Читать онлайн Творение и анархия. Произведение в эпоху капиталистической религии бесплатно
Giorgio Agamben
Creazione e anarchia
L’opera nell’età della religione capitalista
NERI POZZA EDITORE
Vicenz
В оформлении книги использованы работы Джорджо де Кирико
Переводы с итальянского выполнили:
I, V – Н. Охотин, II – Э. Саттаров (впервые опубл, в изд.: Агамбен Дж. Костёр и рассказ. М.: Grundrisse, 2015),
III – М. Лепилова,
IV – | Б. Скуратов
| (впервые опубл, в изд.: Агамбен Дж. Что такое повелевать? М.: Grundrisse, 2013).
Переводы с итальянского под редакцией
Марии Лепиловой
Примечания переводчиков и редактора перевода
© Neri Pozza Editore, 2017
© Издательство «Грюндриссе», переводы на русский язык, 2013, 2015
© Книгоиздательство «Гилея», переводы на русский язык, 2021
I. Археология произведения искусства
В размышлениях о сути произведения искусства я следую за идеей, что археология – наша единственная ниточка к настоящему. Именно в этом смысле нужно понимать заголовок «Археология произведения искусства». Как говорит Мишель Фуко, исследование прошлого есть не что иное, как тень, отбрасываемая вопрошанием настоящего. Именно в попытках понять настоящее люди – по крайней мере мы, европейцы, – вынуждены обращаться с вопросами к прошлому. Я счёл нужным уточнить это «европейцы», поскольку, на мой взгляд, если и предполагать какой-то смысл в слове «Европа», этот смысл, как сегодня уже стало очевидно, не может быть ни политическим, ни религиозным, ни тем более экономическим, а состоит, возможно, в том, что европеец – в отличие, например, от азиатов и американцев, для которых история и прошлое значат нечто совершенно другое, – находит свою правду только через отношения с прошлым, только сводя счёты со своей историей. Много лет назад один философ (и одновременно чиновник высокого ранга зарождающейся Европы), Александр Кожев, утверждал, что Homo Sapiens дошёл до конца своей истории и у него остались только две возможности: обратиться в постисторическое животное (путь, воплощённый американским образом жизни) или обратиться к снобизму (путь, воплощённый японцами, которые продолжают проводить свои чайные церемонии, лишённые какого-либо исторического смысла)1. Не скатываясь ни в одну из крайностей – ни полностью животной Америки, ни Японии, которая сохраняет человеческий облик только ценой отказа от всякого исторического содержания, – Европа могла бы стать той альтернативной культурой, которая остаётся человечной и живой даже после конца истории: потому что способна столкнуться с собственной историей во всей её полноте и обрести в этом столкновении новую жизнь.
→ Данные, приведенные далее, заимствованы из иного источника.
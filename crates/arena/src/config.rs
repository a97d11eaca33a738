use serde::{Deserialize, Serialize};

use crate::error::ConfigError;

/// Geometry, timing, and reward-relevant parameters of the arena.
///
/// Defaults: an 8×8 spawn square centred on the origin, pellets at height
/// 0.3, a 5-unit separation target with 10 placement retries, movement
/// speed 4, and a 30-second episode budget.
#[derive(Clone, Debug, Serialize, Deserialize)]
#[serde(default)]
pub struct ArenaConfig {
    /// Number of pellets scattered at episode begin.
    pub pellet_count: usize,
    /// Scale applied to both action channels.
    pub move_speed: f32,
    /// Episode time budget, seconds of simulated time.
    pub episode_time: f32,
    /// Half-extent of the square pellets and the agent spawn into.
    pub spawn_half_extent: f32,
    /// Height pellets and the agent sit at.
    pub spawn_height: f32,
    /// Desired minimum distance between pellets, and pellet to agent.
    pub min_separation: f32,
    /// Placement resample budget per pellet before giving up.
    pub max_retries: u32,
    /// Half-extent of the walled square. Crossing it is a wall contact.
    pub wall_half_extent: f32,
    /// Agent-to-pellet distance that counts as a pickup.
    pub pickup_radius: f32,
}

impl Default for ArenaConfig {
    fn default() -> Self {
        Self {
            pellet_count: 2,
            move_speed: 4.0,
            episode_time: 30.0,
            spawn_half_extent: 4.0,
            spawn_height: 0.3,
            min_separation: 5.0,
            max_retries: 10,
            wall_half_extent: 5.0,
            pickup_radius: 0.5,
        }
    }
}

impl ArenaConfig {
    /// Check the configuration for values the simulation cannot run with.
    ///
    /// Note this accepts dense configurations where `pellet_count` pellets
    /// cannot all honor `min_separation`; the placer degrades instead of
    /// failing (see [`crate::placer`]).
    ///
    /// # Errors
    ///
    /// Returns a [`ConfigError`] naming the offending field.
    pub fn validate(&self) -> Result<(), ConfigError> {
        for (field, value) in [
            ("move_speed", self.move_speed),
            ("episode_time", self.episode_time),
            ("spawn_half_extent", self.spawn_half_extent),
            ("pickup_radius", self.pickup_radius),
        ] {
            if value <= 0.0 || value.is_nan() {
                return Err(ConfigError::NonPositive { field, value });
            }
        }
        if self.min_separation < 0.0 {
            return Err(ConfigError::NegativeSeparation(self.min_separation));
        }
        if self.wall_half_extent <= self.spawn_half_extent {
            return Err(ConfigError::SpawnOutsideWalls {
                spawn: self.spawn_half_extent,
                wall: self.wall_half_extent,
            });
        }
        Ok(())
    }
}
Поэтому кризис, который сейчас переживает Европа, – что должно было уже стать очевидным из уничтожения её университетских структур и всё возрастающей музеефикации культуры, – коренится не в экономике (сегодня «экономика» – просто ярлык, а не понятие), а является именно кризисом отношения к прошлому. Ведь очевидно, что единственное место, где может жить прошлое, – это настоящее, а если настоящее не ощущает собственное прошлое живым, то университеты и музеи теряют свой смысл. А если сегодня искусство представляет для нас важный – даже самый важный – элемент этого прошлого, тогда вопрос, который не перестаёт возникать снова и снова, звучит так: каково место искусства в настоящем? (Здесь следует отдать должное Джованни Урбани, который, вероятно, первым поставил этот вопрос правильно2.)
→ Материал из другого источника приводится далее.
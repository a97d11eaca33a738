//! The environment proper: one agent, one walled square, N pellets, one
//! deadline.
//!
//! [`ArenaEnv`] exposes no engine-style callback surface; instead there are
//! three explicit operations the simulation loop calls in order:
//! [`begin_episode`], [`observe`], and [`tick`]. Collision detection is
//! proximity based — there is no physics engine underneath, only the
//! kinematic step applied inside `tick`.
//!
//! [`begin_episode`]: ArenaEnv::begin_episode
//! [`observe`]: ArenaEnv::observe
//! [`tick`]: ArenaEnv::tick

use crate::config::ArenaConfig;
use crate::error::ConfigError;
use crate::pellet::{PelletArena, PelletId};
use crate::placer;
use crate::timer::EpisodeTimer;
use crate::types::{Action, AgentBody, CollisionTag, Marker, Observation, Outcome};
use glam::Vec3;

/// Reward for picking up a pellet.
pub const PELLET_REWARD: f32 = 10.0;
/// Additional reward when the pickup empties the arena.
pub const CLEAR_BONUS: f32 = 5.0;
/// Penalty shared by the wall-contact and timeout terminals.
pub const TERMINAL_PENALTY: f32 = -15.0;

/// What one tick did: the reward delta it produced, the collision events
/// it saw, and whether it ended the episode.
#[derive(Clone, Debug, Default)]
pub struct StepReport {
    pub reward_delta: f32,
    pub events: Vec<CollisionTag>,
    pub outcome: Option<Outcome>,
}

impl StepReport {
    #[must_use]
    pub fn is_terminal(&self) -> bool {
        self.outcome.is_some()
    }
}

/// The foraging environment.
///
/// State fields are public: the driving loop and the tests inspect and
/// occasionally pose the agent directly.
pub struct ArenaEnv {
    pub config: ArenaConfig,
    pub agent: AgentBody,
    pub pellets: PelletArena,
    pub timer: EpisodeTimer,
    /// Simulated time, seconds since construction.
    pub clock: f32,
    /// Cumulative reward over the current episode.
    pub episode_reward: f32,
    pub marker: Marker,
    /// Episodes begun since construction.
    pub episodes: u64,
    rng: fastrand::Rng,
}

impl ArenaEnv {
    /// Build an environment from a validated configuration and an RNG seed.
    ///
    /// # Errors
    ///
    /// Returns a [`ConfigError`] if the configuration cannot be run.
    pub fn new(config: ArenaConfig, seed: u64) -> Result<Self, ConfigError> {
        config.validate()?;
        let spawn_height = config.spawn_height;
        Ok(Self {
            config,
            agent: AgentBody {
                pos: Vec3::new(0.0, spawn_height, 0.0),
                yaw: 0.0,
            },
            pellets: PelletArena::new(),
            timer: EpisodeTimer::Expired,
            clock: 0.0,
            episode_reward: 0.0,
            marker: Marker::Neutral,
            episodes: 0,
            rng: fastrand::Rng::with_seed(seed),
        })
    }

    /// Reset for a fresh episode: re-randomize the agent's position inside
    /// the spawn square (yaw carries over), replace every pellet, and arm
    /// the timer relative to the current clock.
    ///
    /// Idempotent in the sense that calling it repeatedly always leaves
    /// exactly `pellet_count` fresh pellets and a full time budget.
    pub fn begin_episode(&mut self) {
        self.episodes += 1;
        self.episode_reward = 0.0;
        self.agent.pos = placer::sample_spawn_point(&self.config, &mut self.rng);
        placer::scatter(&mut self.pellets, self.agent.pos, &self.config, &mut self.rng);
        self.timer = EpisodeTimer::start(self.clock, self.config.episode_time);
        tracing::debug!(
            episode = self.episodes,
            pellets = self.pellets.len(),
            "episode begun"
        );
    }

    /// The 3-scalar observation handed to the policy: the agent's position.
    #[must_use]
    pub fn observe(&self) -> Observation {
        Observation([self.agent.pos.x, self.agent.pos.y, self.agent.pos.z])
    }

    /// Advance the simulation by `dt` seconds under `action`.
    ///
    /// Order within a tick: kinematic step, pellet pickups, wall contact,
    /// timer. The first terminal event wins; all terminal paths clear the
    /// remaining pellets and stamp the outcome marker.
    pub fn tick(&mut self, dt: f32, action: Action) -> StepReport {
        self.clock += dt;

        let scale = self.config.move_speed * dt;
        self.agent.yaw += action.turn * scale;
        let step = self.agent.forward() * (action.forward * scale);
        self.agent.pos += step;

        let mut report = StepReport::default();

        let picked: Vec<PelletId> = self
            .pellets
            .iter()
            .filter(|p| p.pos.distance(self.agent.pos) <= self.config.pickup_radius)
            .map(|p| p.id)
            .collect();
        for id in picked {
            self.pellets.remove(id);
            report.events.push(CollisionTag::Pellet(id));
            report.reward_delta += PELLET_REWARD;
        }

        if !report.events.is_empty() && self.pellets.is_empty() {
            report.reward_delta += CLEAR_BONUS;
            self.finish(Outcome::Cleared, &mut report);
        } else if self.outside_walls() {
            report.events.push(CollisionTag::Wall);
            report.reward_delta += TERMINAL_PENALTY;
            self.finish(Outcome::WallContact, &mut report);
        } else if self.timer.check(self.clock) {
            report.reward_delta += TERMINAL_PENALTY;
            self.finish(Outcome::TimedOut, &mut report);
        }

        self.episode_reward += report.reward_delta;
        report
    }

    fn outside_walls(&self) -> bool {
        let half = self.config.wall_half_extent;
        self.agent.pos.x.abs() > half || self.agent.pos.z.abs() > half
    }

    fn finish(&mut self, outcome: Outcome, report: &mut StepReport) {
        self.pellets.clear();
        self.marker = Marker::for_outcome(outcome);
        report.outcome = Some(outcome);
    }
}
Следовательно, выражение «археология произведения искусства» подразумевает, что само по себе какое-либо отношение к произведению искусства являет сегодня проблему. А поскольку я согласен с утверждением Витгенштейна о том, что все философские вопросы в конечном итоге упираются в значение слов, это значит, что сегодня словосочетание «произведение искусства» замутнено, если оно вообще поддаётся какому-либо пониманию; и эта его неясность относится не только и не столько к слову «искусство», которое мы за два века эстетической рефлексии привыкли считать проблематичным, сколько к более простому, на первый взгляд, слову «произведение». Даже с точки зрения грамматики словосочетание «произведение искусства», которое мы столь непринуждённо используем, не так легко понять: вовсе не ясно, идёт ли речь о родительном субъектном падеже (произведение создано искусством и относится к нему) или объектном (искусство зависит от произведения, получает от него смысл). Иначе говоря, какой из элементов здесь определяющий – произведение или искусство (или же их ещё менее очевидная смесь), и состоят ли они в гармонии друг с другом или же скорее в конфликте.
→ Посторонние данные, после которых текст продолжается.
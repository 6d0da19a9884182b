//! Retry of transactions that lost a race in the store.
//!
//! Only [`VoucherError::is_retryable`](voucher_core::VoucherError::is_retryable)
//! errors are retried: serialization failures, deadlocks and lost
//! conditional updates. Every attempt runs a fresh transaction, so a
//! retried redemption re-reads the voucher and reports its real status to
//! the loser of a race.
//!
//! # Example
//!
//! ```rust
//! use voucher_runtime::retry::{RetryPolicy, retry_conflicts};
//! use voucher_core::VoucherError;
//! use std::time::Duration;
//!
//! # async fn example() -> Result<(), VoucherError> {
//! let policy = RetryPolicy::builder()
//!     .max_retries(5)
//!     .initial_delay(Duration::from_millis(10))
//!     .build();
//!
//! let value = retry_conflicts(&policy, || async { Ok::<_, VoucherError>(42) }).await?;
//! assert_eq!(value, 42);
//! # Ok(())
//! # }
//! ```

use crate::metrics::RetryMetrics;
use std::future::Future;
use std::time::Duration;
use tokio::time::sleep;
use voucher_core::Result;

/// Retry policy with exponential backoff.
///
/// # Default Values
///
/// - `max_retries`: 3
/// - `initial_delay`: 10ms
/// - `max_delay`: 1 second
/// - `multiplier`: 2.0
#[derive(Debug, Clone, PartialEq)]
pub struct RetryPolicy {
    /// Maximum number of retries after the first attempt
    pub max_retries: usize,
    /// Delay before the first retry
    pub initial_delay: Duration,
    /// Cap for the exponential backoff
    pub max_delay: Duration,
    /// Backoff multiplier
    pub multiplier: f64,
}

impl Default for RetryPolicy {
    fn default() -> Self {
        Self {
            max_retries: 3,
            initial_delay: Duration::from_millis(10),
            max_delay: Duration::from_secs(1),
            multiplier: 2.0,
        }
    }
}

impl RetryPolicy {
    /// Create a new policy builder.
    #[must_use]
    pub fn builder() -> RetryPolicyBuilder {
        RetryPolicyBuilder {
            policy: Self::default(),
        }
    }

    /// A policy that never retries.
    #[must_use]
    pub fn none() -> Self {
        Self {
            max_retries: 0,
            ..Self::default()
        }
    }

    /// Delay before retry number `attempt` (0-based), capped at `max_delay`.
    #[must_use]
    #[allow(clippy::cast_precision_loss, clippy::cast_possible_truncation, clippy::cast_sign_loss)]
    pub fn delay_for_attempt(&self, attempt: usize) -> Duration {
        let exponent = i32::try_from(attempt).unwrap_or(i32::MAX);
        let delay_ms = self.initial_delay.as_millis() as f64 * self.multiplier.powi(exponent);
        let delay = Duration::from_millis(delay_ms.min(self.max_delay.as_millis() as f64) as u64);
        delay.min(self.max_delay)
    }
}

/// Builder for [`RetryPolicy`].
#[derive(Debug, Clone)]
pub struct RetryPolicyBuilder {
    policy: RetryPolicy,
}

impl RetryPolicyBuilder {
    /// Set maximum number of retries.
    #[must_use]
    pub const fn max_retries(mut self, max_retries: usize) -> Self {
        self.policy.max_retries = max_retries;
        self
    }

    /// Set delay before the first retry.
    #[must_use]
    pub const fn initial_delay(mut self, delay: Duration) -> Self {
        self.policy.initial_delay = delay;
        self
    }

    /// Set the backoff cap.
    #[must_use]
    pub const fn max_delay(mut self, delay: Duration) -> Self {
        self.policy.max_delay = delay;
        self
    }

    /// Set the backoff multiplier.
    #[must_use]
    pub const fn multiplier(mut self, multiplier: f64) -> Self {
        self.policy.multiplier = multiplier;
        self
    }

    /// Build the [`RetryPolicy`].
    #[must_use]
    pub fn build(self) -> RetryPolicy {
        self.policy
    }
}

/// Run `operation`, retrying it while it fails with a retryable error.
///
/// Non-retryable errors are returned immediately. Once the policy is
/// exhausted the last conflict is returned.
///
/// # Errors
///
/// Returns the operation's error.
pub async fn retry_conflicts<F, Fut, T>(policy: &RetryPolicy, mut operation: F) -> Result<T>
where
    F: FnMut() -> Fut,
    Fut: Future<Output = Result<T>>,
{
    let mut attempt = 0;

    loop {
        match operation().await {
            Ok(value) => {
                if attempt > 0 {
                    tracing::info!(attempt, "Transaction succeeded after retry");
                    RetryMetrics::record_success();
                }
                return Ok(value);
            }
            Err(err) if !err.is_retryable() => return Err(err),
            Err(err) => {
                if attempt >= policy.max_retries {
                    tracing::error!(attempt, error = %err, "Transaction conflict persisted after max retries");
                    RetryMetrics::record_exhausted();
                    return Err(err);
                }

                let delay = policy.delay_for_attempt(attempt);
                tracing::warn!(
                    attempt,
                    delay_ms = u64::try_from(delay.as_millis()).unwrap_or(u64::MAX),
                    error = %err,
                    "Transaction conflict, retrying"
                );
                RetryMetrics::record_attempt();
                sleep(delay).await;
                attempt += 1;
            }
        }
    }
}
Впрочем, известно, что сегодня произведение переживает серьёзный кризис, который привёл к его исчезновению из творческой среды; в этой среде перформанс и творческая, или концептуальная, деятельность художника, всё больше стремятся занять место того, что мы привыкли воспринимать как «произведение»
Ещё в 1967 году выдающийся учёный Роберт Клейн опубликовал краткий очерк с говорящим названием: «Затмение произведения искусства»3. Клейн предположил, что выпады авангардного искусства в XX столетии были направлены не против искусства как такового, а против его воплощения в произведениях, словно бы искусство в загадочном приступе самоуничтожения начало пожирать то, что всегда и составляло его само: произведение.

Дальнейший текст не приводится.